Exercise objective - Whenever a line of the listing contains the string "Mutex", return that line.

>>>>

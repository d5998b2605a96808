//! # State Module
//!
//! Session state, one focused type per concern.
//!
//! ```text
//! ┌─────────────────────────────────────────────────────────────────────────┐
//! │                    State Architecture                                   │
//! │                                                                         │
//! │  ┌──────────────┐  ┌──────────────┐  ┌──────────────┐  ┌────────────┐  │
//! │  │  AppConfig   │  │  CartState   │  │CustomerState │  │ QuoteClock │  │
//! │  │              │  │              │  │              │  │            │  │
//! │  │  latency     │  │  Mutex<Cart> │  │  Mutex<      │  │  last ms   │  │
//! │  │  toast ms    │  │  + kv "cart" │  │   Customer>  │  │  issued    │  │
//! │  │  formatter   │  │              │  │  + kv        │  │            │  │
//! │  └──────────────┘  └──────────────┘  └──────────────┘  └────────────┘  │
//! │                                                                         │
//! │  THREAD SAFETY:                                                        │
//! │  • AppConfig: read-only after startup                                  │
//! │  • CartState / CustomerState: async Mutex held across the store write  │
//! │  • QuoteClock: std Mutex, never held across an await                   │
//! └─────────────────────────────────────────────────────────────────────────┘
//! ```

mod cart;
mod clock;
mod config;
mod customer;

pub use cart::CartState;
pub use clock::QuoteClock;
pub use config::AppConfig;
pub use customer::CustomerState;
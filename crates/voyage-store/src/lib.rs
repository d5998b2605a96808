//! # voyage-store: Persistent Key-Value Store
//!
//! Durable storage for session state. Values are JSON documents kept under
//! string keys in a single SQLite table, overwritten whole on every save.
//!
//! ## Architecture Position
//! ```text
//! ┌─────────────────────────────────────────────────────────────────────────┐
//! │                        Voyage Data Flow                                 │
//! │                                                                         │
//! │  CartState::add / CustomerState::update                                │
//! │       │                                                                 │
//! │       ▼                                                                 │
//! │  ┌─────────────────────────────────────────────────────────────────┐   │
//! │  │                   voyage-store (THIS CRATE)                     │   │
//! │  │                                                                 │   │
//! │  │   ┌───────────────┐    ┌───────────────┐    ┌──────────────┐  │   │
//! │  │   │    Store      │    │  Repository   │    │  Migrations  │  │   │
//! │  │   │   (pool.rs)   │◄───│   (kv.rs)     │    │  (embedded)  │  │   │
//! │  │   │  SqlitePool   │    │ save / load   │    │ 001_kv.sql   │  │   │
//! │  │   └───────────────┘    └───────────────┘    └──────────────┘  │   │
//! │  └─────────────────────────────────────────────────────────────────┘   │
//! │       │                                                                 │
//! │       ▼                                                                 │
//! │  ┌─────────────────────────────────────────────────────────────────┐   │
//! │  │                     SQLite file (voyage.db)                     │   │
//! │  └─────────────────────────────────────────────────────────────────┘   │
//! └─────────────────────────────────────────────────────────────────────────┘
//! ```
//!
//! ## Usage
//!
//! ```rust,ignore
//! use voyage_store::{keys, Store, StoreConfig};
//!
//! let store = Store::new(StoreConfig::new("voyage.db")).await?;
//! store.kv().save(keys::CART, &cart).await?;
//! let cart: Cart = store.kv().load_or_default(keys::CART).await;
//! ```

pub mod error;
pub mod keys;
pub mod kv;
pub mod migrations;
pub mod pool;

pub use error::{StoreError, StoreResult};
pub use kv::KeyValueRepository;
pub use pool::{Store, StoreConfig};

<<<<

Exercise solution -
//! │  │  latency     │  │  Mutex<Cart> │  │  Mutex<      │  │  last ms   │  │
//! │  • CartState / CustomerState: async Mutex held across the store write  │
//! │  • QuoteClock: std Mutex, never held across an await                   │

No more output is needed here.